Posted on • Originally published at clegginabox.co.uk on

Demystifying Docker

Demystifying Docker

Fairly frequently I stumble across a post in /r/PHP that's asking a question. I answer the question in my head before the comments have loaded. The top comment typically has the same word that's in my head - Docker.

The most recent question asked - how do you run multiple versions of PHP in a project?

Docker was the most upvoted comment. The alternatives ranged from installing all versions locally, Laravel Herd, Laragon, custom bash scripts and web server configurations.

None of those alternatives appeal to me personally - but I'm also not here to tell you you're wrong. If your setup works, it works.

These frequent questions made me wonder if what looks like an aversion to Docker is really just a lack of familiarity. The recent outcry over Sail being removed from Laravel reinforced this (Sail isn't much more than a Dockerfile and a thin CLI wrapper around docker compose). If people were upset about losing that, maybe Docker itself isn't the problem - it's just that nobody's shown them what's behind the curtain.

So allow me to explain why "Docker" is so often the answer.

But it works on my machine

Demystifying Docker

Back when I started this job - the only viable option to run a project locally was to install everything locally. There were tools like WAMP and LAMP that would get you most of the way there, but if you needed multiple versions of PHP or MySQL - good luck to you.

If you had one project that used Apache, one that used NGINX, both bound to port 80 - you'd have to remember to turn one off and the other one on.

If your project had any kind of worker or consumer, you'd have to remember to start it up every morning, and remind your colleagues that the reason "it's not working" is because they forgot to do the same.

Onboarding a new developer meant a full day (if you were lucky) of "just follow the README" followed by "oh yeah, you also need to do this, and this, and this."

When it came to working with other developers? "It works on my machine". Someone would push a new feature, your setup would break and it would take you half a day to find the cause - a different version of a PHP extension you installed 3 years ago.

Eventually your machine would be such a maze of dependencies and versions you'd wipe it all, start again from scratch and pray you could remember every step you needed to take to get it working again.

I'm sure Laragon and Laravel Herd have come a long way since those days. But one problem remains: they're still abstractions that hide complexity.

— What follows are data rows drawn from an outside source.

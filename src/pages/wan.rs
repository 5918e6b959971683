use crate::forms::validators::Validator;
use crate::forms::{text_value, CallbackOutcome, Choice, Field, FieldKind, FieldValue, ForisForm, FormData, RequestData, Section};
use crate::i18n::Localizer;
use crate::pages::ConfigPage;
use crate::store::ConfigUpdate;
use crate::templates::TrustedMarkup;

const STATIC_OPTIONS: [&str; 3] = ["ipaddr", "netmask", "gateway"];
const PPPOE_OPTIONS: [&str; 2] = ["username", "password"];

pub struct WanPage;

impl ConfigPage for WanPage {
    fn slug(&self) -> &'static str {
        "wan"
    }

    fn title(&self) -> &'static str {
        "WAN"
    }

    fn description(&self, trans: &dyn Localizer) -> TrustedMarkup {
        TrustedMarkup::translated(
            trans,
            "Here you specify your WAN port settings. Usually, you can leave these options untouched \
             unless instructed otherwise by your internet service provider. When a cable or DSL modem \
             connects your router to the network, it is usually <strong>not necessary</strong> to change \
             this setting.",
        )
    }

    fn build_form(&self, trans: &dyn Localizer, request_data: Option<RequestData>) -> ForisForm {
        let mut form = ForisForm::new("wan", request_data);
        let wan = form.add_section(Section::new("set_wan", trans.trans("WAN")));
        let is_static = || FieldValue::text("static");
        let is_pppoe = || FieldValue::text("pppoe");

        wan.add_field(
            Field::new(
                FieldKind::Dropdown(vec![
                    Choice::new("dhcp", trans.trans("DHCP (automatic configuration)")),
                    Choice::new("static", trans.trans("Static IP address (manual configuration)")),
                    Choice::new("pppoe", trans.trans("PPPoE (for DSL bridges, Modem Turris, etc.)")),
                ]),
                "proto",
                trans.trans("IPv4 protocol"),
            )
            .config_path("network.wan.proto")
            .default_value(FieldValue::text("dhcp")),
        )
        .add_field(
            Field::new(FieldKind::Textbox, "ipaddr", trans.trans("IP address"))
                .config_path("network.wan.ipaddr")
                .required()
                .validator(Validator::IPv4)
                .requires_value("proto", is_static()),
        )
        .add_field(
            Field::new(FieldKind::Textbox, "netmask", trans.trans("Network mask"))
                .config_path("network.wan.netmask")
                .required()
                .validator(Validator::IPv4)
                .requires_value("proto", is_static()),
        )
        .add_field(
            Field::new(FieldKind::Textbox, "gateway", trans.trans("Gateway"))
                .config_path("network.wan.gateway")
                .validator(Validator::IPv4)
                .requires_value("proto", is_static()),
        )
        .add_field(
            Field::new(FieldKind::Textbox, "username", trans.trans("PAP/CHAP username"))
                .config_path("network.wan.username")
                .required()
                .requires_value("proto", is_pppoe()),
        )
        .add_field(
            Field::new(FieldKind::Password, "password", trans.trans("PAP/CHAP password"))
                .config_path("network.wan.password")
                .required()
                .requires_value("proto", is_pppoe()),
        );

        form.add_callback(wan_updates);
        form
    }
}

fn wan_updates(data: &FormData) -> CallbackOutcome {
    let proto = text_value(data, "proto");
    let mut updates = vec![ConfigUpdate::set("network.wan.proto", proto.as_str())];
    let (keep, cleared): (&[&str], Vec<&str>) = match proto.as_str() {
        "static" => (&STATIC_OPTIONS[..], PPPOE_OPTIONS.to_vec()),
        "pppoe" => (&PPPOE_OPTIONS[..], STATIC_OPTIONS.to_vec()),
        _ => (&[][..], STATIC_OPTIONS.iter().chain(PPPOE_OPTIONS.iter()).copied().collect()),
    };
    for option in keep {
        let path = format!("network.wan.{}", option);
        match text_value(data, option) {
            value if value.is_empty() => updates.push(ConfigUpdate::delete(path)),
            value => updates.push(ConfigUpdate::set(path, value)),
        }
    }
    updates.extend(cleared.into_iter().map(|option| ConfigUpdate::delete(format!("network.wan.{}", option))));
    CallbackOutcome::EditConfig(updates)
}

#[cfg(test)]
mod tests {
    use super::*;
    use crate::i18n::Identity;
    use crate::store::{ConfigStore, MemoryStore};
    use crate::templates::ActiveFields;

    fn submit(pairs: &[(&str, &str)]) -> ForisForm {
        let data: RequestData = pairs.iter().map(|(k, v)| (k.to_string(), v.to_string())).collect();
        WanPage.build_form(&Identity, Some(data))
    }

    #[test]
    fn dhcp_shows_only_protocol() {
        let store = MemoryStore::with_factory_defaults();
        let mut form = WanPage.build_form(&Identity, None);
        form.load_from(&store);
        let names: Vec<String> = form.active_fields().into_iter().map(|f| f.name).collect();
        assert_eq!(names, vec!["proto"]);
    }

    #[test]
    fn static_configuration_is_saved_and_pppoe_cleared() {
        let store = MemoryStore::with_values([
            ("network.wan.proto", "pppoe"),
            ("network.wan.username", "user"),
            ("network.wan.password", "secret"),
        ]);
        let mut form = submit(&[
            ("proto", "static"),
            ("ipaddr", "203.0.113.7"),
            ("netmask", "255.255.255.0"),
            ("gateway", ""),
        ]);
        form.load_from(&store);
        assert!(form.validate(&Identity));
        form.save(&store).unwrap();

        assert_eq!(store.get("network.wan.proto").as_deref(), Some("static"));
        assert_eq!(store.get("network.wan.ipaddr").as_deref(), Some("203.0.113.7"));
        assert_eq!(store.get("network.wan.gateway"), None);
        assert_eq!(store.get("network.wan.username"), None);
        assert_eq!(store.get("network.wan.password"), None);
    }

    #[test]
    fn pppoe_requires_credentials() {
        let mut form = submit(&[("proto", "pppoe"), ("username", ""), ("password", "")]);
        assert!(!form.validate(&Identity));
        assert!(form.errors().contains_key("username"));
        assert!(form.errors().contains_key("password"));
    }

    #[test]
    fn unknown_protocol_is_not_saved() {
        let store = MemoryStore::with_factory_defaults();
        let mut form = submit(&[("proto", "evil\nvalue")]);
        form.load_from(&store);
        assert!(!form.validate(&Identity));
        assert!(form.errors().contains_key("proto"));
        assert_eq!(store.get("network.wan.proto").as_deref(), Some("dhcp"));
    }
}
use axum::http::header::X_FRAME_OPTIONS;
use axum::http::HeaderValue;
use axum::{routing::get, Router};
use tower_http::set_header::SetResponseHeaderLayer;
use tower_http::trace::TraceLayer;

use crate::handlers;
use crate::models::AppState;

pub fn build_router(state: AppState) -> Router {
    Router::new()
        .route("/", get(handlers::root_get))
        .route("/static/foris.css", get(handlers::stylesheet_get))
        .route("/config/:page", get(handlers::config_page_get).post(handlers::config_page_post))
        .layer(SetResponseHeaderLayer::if_not_present(X_FRAME_OPTIONS, HeaderValue::from_static("DENY")))
        .layer(TraceLayer::new_for_http())
        .with_state(state)
}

If you're using Laragon, you're developing on Windows. Your application almost certainly deploys to Linux. Laragon teaches you nothing about that environment (ask me how I know). It won't tell you that your code is about to break production because of a case-sensitive filename mismatch. It won't catch that you've installed a new PHP extension on your machine but not in the cloud. "It works on my machine" is solved - but what happens when your machine isn't the one that matters?

What you really want is parity. When your local environment matches staging, matches production, matches every other developer's machine, an entire category of problems simply disappears.

Virtualisation

Demystifying Docker

Virtual Machines have been around since the 1960s. If you run one yourself, it's a bit like operating system inception: a computer inside a computer. (If you spin up an EC2 instance or a Droplet, you're essentially doing this on a remote server).

However, using VMs for local development didn't strictly become the standard until Vagrant came along.

You could run an actual Linux VM on your Windows or Mac machine, define it in a Vagrantfile, and suddenly everyone on the team had the same environment. Pair it with something like Ansible and you could automate the provisioning. Setting up a new project moved from a day of frustration to typing vagrant up.

If you used the same Ansible playbooks for staging and production, you finally had environment parity.

But it was slow. You were booting a full OS inside your own OS. It required gigabytes of RAM per project and minutes to start up. Every provisioning tweak meant waiting five minutes just to see if it worked.

Containerisation

Demystifying Docker
Photo by Tim G / Unsplash

The next step in this evolution was containers. You can think of containers as lightweight VMs. They are typically used to package up an application with a minimal version of an operating system.

By minimal I mean tiny. Debian ~50MB, Ubuntu ~30MB and Alpine Linux is under 5MB.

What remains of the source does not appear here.